Sia ben chiaro che non si trattava dell'ultimo venuto, tanto meno
di un jolly a sorpresa. Wojtyla era stato uno dei pupilli di Paolo
VI, aveva collaborato alla stesura dell'enciclica Humanae Vitae
(quella che vietava ai credenti l'uso dei contraccettivi); nel
'76 aveva tenuto in Vaticano gli esercizi spirituali di quaresima,
dando prova di grande forza d'animo e lucidità intellettuale.
Già prima della morte di Montini (Paolo VI), lo stesso
Segretario di Stato Villot (quello che David Yallop considera
l'artefice dell'eliminazione di papa Luciani) aveva preso in considerazione
l'arcivescovo di Cracovia come l'uomo che avrebbe potuto coalizzare
buona parte dei consensi.
Ma le ragioni che portarono all'elezione di Wojtyla vanno ricercate
soprattutto nella sua storia personale e in quello che egli poteva
rappresentare nel particolarissimo momento storico.
Karol Wojtyla era il figlio prediletto della Chiesa polacca, una
delle più integraliste e conservatrici, tempratasi sotto
il regime filo-sovietico. I conservatori potevano ritenersi soddisfatti:
il nuovo papa non avrebbe imposto spericolati rinnovamenti. Ma
anche i riformisti avrebbero potuto dormire sonni tranquilli.
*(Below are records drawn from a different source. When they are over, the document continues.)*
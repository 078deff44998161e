//! Bounded blocking worker pool: a fixed number of permits gate how many
//! callables may run concurrently on the blocking thread pool at once.

use std::future::Future;
use std::pin::Pin;
use std::sync::Arc;

use tokio::sync::Semaphore;

use crate::backend::Backend;
use crate::error::{BackendError, JobError};
use crate::job::{Job, JobCallable};
use crate::value::JobValue;

pub(crate) struct ThreadBackend {
    permits: Arc<Semaphore>,
}

impl ThreadBackend {
    pub(crate) fn new(max_workers: usize) -> Self {
        Self {
            permits: Arc::new(Semaphore::new(max_workers.max(1))),
        }
    }
}

impl Backend for ThreadBackend {
    fn run<'a>(
        &'a self,
        job: &'a Job,
    ) -> Pin<Box<dyn Future<Output = Result<JobValue, JobError>> + Send + 'a>> {
        Box::pin(async move {
            let _permit = self
                .permits
                .acquire()
                .await
                .map_err(|e| JobError::Backend(BackendError::Lost(e.to_string())))?;

            let args = job.args();
            match job.callable() {
                JobCallable::Sync(f) => tokio::task::spawn_blocking(move || f(args))
                    .await
                    .map_err(|e| JobError::Backend(BackendError::Lost(e.to_string())))?,
                JobCallable::Async(f) => f(args).await,
            }
        })
    }
}
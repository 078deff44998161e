//! In-process execution: blocking callables run on the blocking thread
//! pool, async callables run directly on the scheduler's own task.

use std::future::Future;
use std::pin::Pin;

use crate::backend::Backend;
use crate::error::JobError;
use crate::job::{Job, JobCallable};
use crate::value::JobValue;

/// Runs the callable directly. Sync callables go through `spawn_blocking`
/// so a CPU-bound closure can't stall the scheduler's own task; async
/// callables are polled in place.
pub(crate) struct LocalBackend;

impl Backend for LocalBackend {
    fn run<'a>(
        &'a self,
        job: &'a Job,
    ) -> Pin<Box<dyn Future<Output = Result<JobValue, JobError>> + Send + 'a>> {
        Box::pin(async move {
            let args = job.args();
            match job.callable() {
                JobCallable::Sync(f) => tokio::task::spawn_blocking(move || f(args))
                    .await
                    .map_err(|e| JobError::Backend(crate::error::BackendError::Lost(e.to_string())))?,
                JobCallable::Async(f) => f(args).await,
            }
        })
    }
}
impl Job {
    pub fn new(kind: JobKind, callable: JobCallable) -> Self {
        let (status_tx, _) = watch::channel(JobStatus::Created);
        Self {
            id: JobId::new(),
            kind,
            state: Arc::new(JobState {
                condition: Mutex::new(Condition::always()),
                retry: RetryPolicy::default(),
                attempts: AtomicU32::new(0),
                wait_time_delta: Duration::from_millis(100),
                args: Mutex::new(JobArgs::new()),
                callable,
                result: Mutex::new(None),
                generator: Mutex::new(None),
                created_at: Utc::now(),
                started_at: Mutex::new(None),
                stopped_at: Mutex::new(None),
                status_tx,
                observers: Mutex::new(Vec::new()),
                engine: Mutex::new(None),
            }),
        }
    }

    /// Panics if called after this job has been cloned (e.g. after `submit_to`/`future`),
    /// since at that point `JobState` is shared and no longer uniquely owned.
    pub fn with_condition(mut self, condition: Condition) -> Self {
        Arc::get_mut(&mut self.state)
            .expect("with_condition must be called before the job is shared")
            .condition = Mutex::new(condition);
        self
    }

    pub fn with_retry(mut self, retry: RetryPolicy) -> Self {
        Arc::get_mut(&mut self.state)
            .expect("with_retry must be called before the job is shared")
            .retry = retry;
        self
    }

    pub fn with_wait_interval(mut self, delta: Duration) -> Self {
        Arc::get_mut(&mut self.state)
            .expect("with_wait_interval must be called before the job is shared")
            .wait_time_delta = delta;
        self
    }

    pub fn with_args(self, args: JobArgs) -> Self {
        *self.state.args.lock().unwrap() = args;
        self
    }

    pub fn id(&self) -> JobId {
        self.id
    }

    pub fn kind(&self) -> &JobKind {
        &self.kind
    }

    pub fn status(&self) -> JobStatus {
        *self.state.status_tx.borrow()
    }

    pub fn attempts(&self) -> u32 {
        self.state.attempts.load(Ordering::SeqCst)
    }

    pub fn created_at(&self) -> DateTime<Utc> {
        self.state.created_at
    }

    pub fn started_at(&self) -> Option<DateTime<Utc>> {
        *self.state.started_at.lock().unwrap()
    }

    pub fn stopped_at(&self) -> Option<DateTime<Utc>> {
        *self.state.stopped_at.lock().unwrap()
    }

    /// A handle to this job's eventual result, usable as an argument to other jobs.
    pub fn future(&self) -> JobFuture {
        JobFuture {
            id: self.id,
            state: self.state.clone(),
        }
    }

    /// Register this job with an engine, transitioning `created -> pending`.
    ///
    /// The actual bucket move happens on the scheduler task when it drains
    /// the submission mailbox; this call only marks the job pending and
    /// hands it to the engine's submission channel.
    pub(crate) fn submit_to(&self, engine: Weak<EngineInner>) {
        *self.state.engine.lock().unwrap() = Some(engine);
        let _ = self.state.status_tx.send(JobStatus::Pending);
    }

    /// Idempotent: transition from any non-terminal status to `cancelled`.
    pub fn cancel(&self) {
        let current = self.status();
        if current.is_terminal() {
            return;
        }
        if let Some(engine) = self.state.engine.lock().unwrap().as_ref().and_then(Weak::upgrade) {
            engine.request_cancel(self.id);
        } else {
            self.finish(JobStatus::Cancelled, None, Some(JobError::Cancelled));
        }
    }

    /// Valid from terminal states: resets the attempt counter and returns to `pending`.
    ///
    /// For an engine-bound job the reset itself is deferred to the scheduler
    /// task (driven by `EngineCommand::Rerun`, see `reset_for_rerun`): clearing
    /// the result here and posting `pending` there would leave a window where
    /// the job still reports a terminal status but its result is already
    /// gone, which `result()` would observe as a spurious `Cancelled`.
    pub fn rerun(&self) -> Result<(), EngineError> {
        if !self.status().is_terminal() {
            return Err(EngineError::SchedulerFailed(
                "rerun() called on a non-terminal job".into(),
            ));
        }
        if let Some(engine) = self.state.engine.lock().unwrap().as_ref().and_then(Weak::upgrade) {
            engine.request_rerun(self.id);
        } else {
            self.reset_for_rerun();
            let _ = self.state.status_tx.send(JobStatus::Pending);
        }
        Ok(())
    }

    /// Clear attempt/result/timing state ahead of a fresh run. Called either
    /// synchronously from `rerun()` (unbound job) or from the scheduler's
    /// `Rerun` command handler, immediately before it posts `pending`.
    pub(crate) fn reset_for_rerun(&self) {
        self.state.attempts.store(0, Ordering::SeqCst);
        *self.state.result.lock().unwrap() = None;
        *self.state.started_at.lock().unwrap() = None;
        *self.state.stopped_at.lock().unwrap() = None;
    }

    /// Block until the job reaches `status` or any terminal status.
    pub async fn wait(
        &self,
        status: JobStatus,
        timeout: Option<Duration>,
    ) -> Result<JobStatus, EngineError> {
        let mut rx = self.state.status_tx.subscribe();
        let wait_fut = async {
            loop {
                let current = *rx.borrow();
                if current == status || current.is_terminal() {
                    return current;
                }
                if rx.changed().await.is_err() {
                    return *rx.borrow();
                }
            }
        };
        match timeout {
            Some(d) => tokio::time::timeout(d, wait_fut)
                .await
                .map_err(|_| EngineError::Timeout),
            None => Ok(wait_fut.await),
        }
    }

    /// Available only after termination; raises the stored error if `status == failed`.
    pub async fn result(&self) -> Result<JobValue, JobError> {
        self.wait(JobStatus::Done, None).await.ok();
        let guard = self.state.result.lock().unwrap();
        match guard.clone() {
            Some(r) => r,
            None => Err(JobError::Cancelled),
        }
    }

    pub async fn exception(&self) -> Option<JobError> {
        self.result().await.err()
    }

    pub(crate) fn callable(&self) -> JobCallable {
        self.state.callable.clone()
    }

    pub(crate) fn args(&self) -> JobArgs {
        self.state.args.lock().unwrap().clone()
    }

    pub(crate) fn effective_condition(&self) -> Condition {
        self.state.condition.lock().unwrap().clone()
    }

    pub(crate) fn set_effective_condition(&self, condition: Condition) {
        *self.state.condition.lock().unwrap() = condition;
    }

    pub(crate) fn retry_policy(&self) -> RetryPolicy {
        self.state.retry
    }

    pub(crate) fn wait_time_delta(&self) -> Duration {
        self.state.wait_time_delta
    }

    pub(crate) fn mark_started(&self) {
        *self.state.started_at.lock().unwrap() = Some(Utc::now());
        let _ = self.state.status_tx.send(JobStatus::Running);
    }

    pub(crate) fn mark_retry_pending(&self) {
        self.state.attempts.fetch_add(1, Ordering::SeqCst);
        let _ = self.state.status_tx.send(JobStatus::Pending);
    }

    pub(crate) fn mark_pending(&self) {
        let _ = self.state.status_tx.send(JobStatus::Pending);
    }

    /// Ids of every producer this job's arguments depend on, for gating its
    /// effective condition at submission time (see `Engine::submit`).
    pub(crate) fn dependency_ids(&self) -> Vec<JobId> {
        self.state.args.lock().unwrap().dependencies().map(|f| f.id()).collect()
    }

    /// Substitute each `JobValue::Future` argument with its producer's
    /// resolved value. By the time this runs the submission-time
    /// `AfterOthers` gate has already held the job `pending` until every
    /// dependency is terminal, so `resolve` below never blocks capacity.
    pub(crate) async fn resolve_args(&self) -> Result<(), JobError> {
        let futures: Vec<JobFuture> = self.state.args.lock().unwrap().dependencies().collect();
        let mut resolved = Vec::with_capacity(futures.len());
        for fut in &futures {
            match fut.resolve().await {
                Ok(v) => resolved.push((fut.id(), v)),
                Err(_) => return Err(JobError::DependencyFailed(fut.id())),
            }
        }
        let mut guard = self.state.args.lock().unwrap();
        let args = &mut *guard;
        for value in args.positional.iter_mut().chain(args.keyword.values_mut()) {
            if let JobValue::Future(f) = value {
                if let Some((_, resolved_value)) = resolved.iter().find(|(id, _)| *id == f.id()) {
                    *value = resolved_value.clone();
                }
            }
        }
        Ok(())
    }

    /// Opt this job into the generator protocol: the scheduler marks it
    /// `running` as soon as the producer returns a handle, and holds it there
    /// until the consumer calls [`mark_generator_exhausted`](Self::mark_generator_exhausted).
    pub fn with_generator(mut self) -> Self {
        Arc::get_mut(&mut self.state)
            .expect("with_generator must be called before the job is shared")
            .generator = Mutex::new(Some(GeneratorStage::Producing));
        self
    }

    pub fn is_generator(&self) -> bool {
        self.state.generator.lock().unwrap().is_some()
    }

    pub(crate) fn generator_stage(&self) -> Option<GeneratorStage> {
        *self.state.generator.lock().unwrap()
    }

    /// Stores the producer's forwarding handle without finishing the job —
    /// the job stays `running` until the consumer exhausts the stream.
    pub(crate) fn store_generator_handle(&self, value: JobValue) {
        *self.state.generator.lock().unwrap() = Some(GeneratorStage::Streaming);
        *self.state.result.lock().unwrap() = Some(Ok(value));
    }

    /// Explicit consumer-side signal that a generator job's stream is exhausted.
    pub fn mark_generator_exhausted(&self) {
        *self.state.generator.lock().unwrap() = Some(GeneratorStage::Exhausted);
        if self.status() == JobStatus::Running {
            let value = self.state.result.lock().unwrap().clone().and_then(Result::ok);
            self.finish(JobStatus::Done, value, None);
        }
    }

    /// Terminal transition: stores the result, stamps `stopped_at`, fires observers.
    pub(crate) fn finish(
        &self,
        status: JobStatus,
        value: Option<JobValue>,
        error: Option<JobError>,
    ) {
        debug_assert!(status.is_terminal());
        *self.state.stopped_at.lock().unwrap() = Some(Utc::now());
        *self.state.result.lock().unwrap() = Some(match &error {
            Some(e) => Err(e.clone()),
            None => Ok(value.clone().unwrap_or(JobValue::Null)),
        });
        let _ = self.state.status_tx.send(status);

        if let Some(engine) = self.state.engine.lock().unwrap().as_ref().and_then(Weak::upgrade) {
            engine.reconcile_finished(self.id, status);
        }

        let observers: Vec<ObserverFn> = std::mem::take(&mut self.state.observers.lock().unwrap());
        let outcome = JobOutcome { status, value, error };
        for obs in observers {
            let outcome = outcome.clone();
            obs(outcome);
        }
    }

    /// Register a one-shot callback fired when this job reaches a terminal status.
    ///
    /// If the job is already terminal, the callback fires immediately (inline).
    pub fn on_complete<F>(&self, f: F)
    where
        F: FnOnce(JobOutcome) + Send + 'static,
    {
        if self.status().is_terminal() {
            let guard = self.state.result.lock().unwrap();
            let (value, error) = match guard.clone() {
                Some(Ok(v)) => (Some(v), None),
                Some(Err(e)) => (None, Some(e)),
                None => (None, None),
            };
            f(JobOutcome {
                status: self.status(),
                value,
                error,
            });
            return;
        }
        self.state.observers.lock().unwrap().push(Box::new(f));
    }
}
Infatti la Chiesa polacca era anche il puntello di Roma nell'Europa
orientale, a ridosso dell'orso sovietico, avamposto privilegiato
per lanciare la riconquista delle terre comuniste parlando la
loro lingua. E sempre la Chiesa polacca si nutriva del legame
privilegiato con il movimento operaio, quindi rispondeva in pieno
ai modelli strategici del Vaticano II di ripresa del dialogo con
le masse.
Wojtyla era uno straniero che parlava italiano, uno slavo, un
duro dotato di carisma comunicativo, un integerrimo lontano dai
giochi di potere del Palazzo, che non si sarebbe lasciato paralizzare
dalle paludi romane.
Era l'uomo del destino. Anzi, l'uomo di Dio.